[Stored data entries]
----------

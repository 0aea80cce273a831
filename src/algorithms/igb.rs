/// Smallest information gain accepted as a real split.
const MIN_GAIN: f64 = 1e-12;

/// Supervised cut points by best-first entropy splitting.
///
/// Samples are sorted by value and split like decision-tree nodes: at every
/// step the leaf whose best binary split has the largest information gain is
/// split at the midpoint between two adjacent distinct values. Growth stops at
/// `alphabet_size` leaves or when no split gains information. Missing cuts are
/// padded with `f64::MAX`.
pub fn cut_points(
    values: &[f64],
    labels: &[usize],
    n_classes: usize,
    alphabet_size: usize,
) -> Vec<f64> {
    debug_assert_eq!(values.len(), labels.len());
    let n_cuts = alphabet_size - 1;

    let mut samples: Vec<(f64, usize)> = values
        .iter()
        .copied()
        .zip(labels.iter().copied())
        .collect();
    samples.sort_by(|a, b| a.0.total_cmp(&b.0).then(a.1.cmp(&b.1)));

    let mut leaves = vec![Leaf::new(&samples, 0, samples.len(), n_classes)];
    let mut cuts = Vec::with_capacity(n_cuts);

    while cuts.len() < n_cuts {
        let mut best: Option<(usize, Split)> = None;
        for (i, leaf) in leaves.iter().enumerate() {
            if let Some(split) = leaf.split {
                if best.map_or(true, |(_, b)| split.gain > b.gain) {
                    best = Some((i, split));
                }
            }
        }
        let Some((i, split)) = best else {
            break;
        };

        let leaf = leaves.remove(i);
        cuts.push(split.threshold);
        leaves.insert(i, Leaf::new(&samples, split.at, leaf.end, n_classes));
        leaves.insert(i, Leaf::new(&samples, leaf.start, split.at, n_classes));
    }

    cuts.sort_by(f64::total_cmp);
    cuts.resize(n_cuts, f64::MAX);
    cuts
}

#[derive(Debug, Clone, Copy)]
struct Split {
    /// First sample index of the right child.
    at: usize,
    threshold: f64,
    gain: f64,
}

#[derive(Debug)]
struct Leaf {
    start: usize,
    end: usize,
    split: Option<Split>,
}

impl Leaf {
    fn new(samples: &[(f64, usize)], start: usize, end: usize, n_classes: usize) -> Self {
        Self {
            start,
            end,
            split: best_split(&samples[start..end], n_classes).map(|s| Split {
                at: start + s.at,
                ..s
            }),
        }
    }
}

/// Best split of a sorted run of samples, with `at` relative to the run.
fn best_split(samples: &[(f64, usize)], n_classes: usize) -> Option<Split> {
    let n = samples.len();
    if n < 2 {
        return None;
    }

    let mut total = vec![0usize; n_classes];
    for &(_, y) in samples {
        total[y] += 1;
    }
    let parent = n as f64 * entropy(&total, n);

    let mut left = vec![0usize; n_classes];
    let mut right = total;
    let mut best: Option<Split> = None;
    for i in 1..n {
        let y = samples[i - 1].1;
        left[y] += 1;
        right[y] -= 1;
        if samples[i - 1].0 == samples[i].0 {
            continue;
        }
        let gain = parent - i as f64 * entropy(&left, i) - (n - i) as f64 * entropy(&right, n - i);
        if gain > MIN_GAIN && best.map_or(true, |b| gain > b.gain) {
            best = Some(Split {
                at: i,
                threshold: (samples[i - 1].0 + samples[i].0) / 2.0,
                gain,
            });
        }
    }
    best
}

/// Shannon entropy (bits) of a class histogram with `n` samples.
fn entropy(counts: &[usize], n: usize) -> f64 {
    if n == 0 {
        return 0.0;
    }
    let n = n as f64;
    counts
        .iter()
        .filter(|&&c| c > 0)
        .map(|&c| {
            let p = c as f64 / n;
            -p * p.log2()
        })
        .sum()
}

----------

[DIRECTIONS] Write out the data again, exactly and in full.

[FINISHED EXERCISE]
repository 0aea80cce273a831
filename src/algorithms/igb.rs
/// Smallest information gain accepted as a real split.
const MIN_GAIN: f64 = 1e-12;

/// Supervised cut points by best-first entropy splitting.
///
/// Samples are sorted by value and split like decision-tree nodes: at every
/// step the leaf whose best binary split has the largest information gain is
/// split at the midpoint between two adjacent distinct values. Growth stops at
/// `alphabet_size` leaves or when no split gains information. Missing cuts are
/// padded with `f64::MAX`.
pub fn cut_points(
    values: &[f64],
    labels: &[usize],
    n_classes: usize,
    alphabet_size: usize,
) -> Vec<f64> {
    debug_assert_eq!(values.len(), labels.len());
    let n_cuts = alphabet_size - 1;

    let mut samples: Vec<(f64, usize)> = values
        .iter()
        .copied()
        .zip(labels.iter().copied())
        .collect();
    samples.sort_by(|a, b| a.0.total_cmp(&b.0).then(a.1.cmp(&b.1)));

    let mut leaves = vec![Leaf::new(&samples, 0, samples.len(), n_classes)];
    let mut cuts = Vec::with_capacity(n_cuts);

    while cuts.len() < n_cuts {
        let mut best: Option<(usize, Split)> = None;
        for (i, leaf) in leaves.iter().enumerate() {
            if let Some(split) = leaf.split {
                if best.map_or(true, |(_, b)| split.gain > b.gain) {
                    best = Some((i, split));
                }
            }
        }
        let Some((i, split)) = best else {
            break;
        };

        let leaf = leaves.remove(i);
        cuts.push(split.threshold);
        leaves.insert(i, Leaf::new(&samples, split.at, leaf.end, n_classes));
        leaves.insert(i, Leaf::new(&samples, leaf.start, split.at, n_classes));
    }

    cuts.sort_by(f64::total_cmp);
    cuts.resize(n_cuts, f64::MAX);
    cuts
}

#[derive(Debug, Clone, Copy)]
struct Split {
    /// First sample index of the right child.
    at: usize,
    threshold: f64,
    gain: f64,
}

#[derive(Debug)]
struct Leaf {
    start: usize,
    end: usize,
    split: Option<Split>,
}

impl Leaf {
    fn new(samples: &[(f64, usize)], start: usize, end: usize, n_classes: usize) -> Self {
        Self {
            start,
            end,
            split: best_split(&samples[start..end], n_classes).map(|s| Split {
                at: start + s.at,
                ..s
            }),
        }
    }
}

/// Best split of a sorted run of samples, with `at` relative to the run.
fn best_split(samples: &[(f64, usize)], n_classes: usize) -> Option<Split> {
    let n = samples.len();
    if n < 2 {
        return None;
    }

    let mut total = vec![0usize; n_classes];
    for &(_, y) in samples {
        total[y] += 1;
    }
    let parent = n as f64 * entropy(&total, n);

    let mut left = vec![0usize; n_classes];
    let mut right = total;
    let mut best: Option<Split> = None;
    for i in 1..n {
        let y = samples[i - 1].1;
        left[y] += 1;
        right[y] -= 1;
        if samples[i - 1].0 == samples[i].0 {
            continue;
        }
        let gain = parent - i as f64 * entropy(&left, i) - (n - i) as f64 * entropy(&right, n - i);
        if gain > MIN_GAIN && best.map_or(true, |b| gain > b.gain) {
            best = Some(Split {
                at: i,
                threshold: (samples[i - 1].0 + samples[i].0) / 2.0,
                gain,
            });
        }
    }
    best
}

/// Shannon entropy (bits) of a class histogram with `n` samples.
fn entropy(counts: &[usize], n: usize) -> f64 {
    if n == 0 {
        return 0.0;
    }
    let n = n as f64;
    counts
        .iter()
        .filter(|&&c| c > 0)
        .map(|&c| {
            let p = c as f64 / n;
            -p * p.log2()
        })
        .sum()
}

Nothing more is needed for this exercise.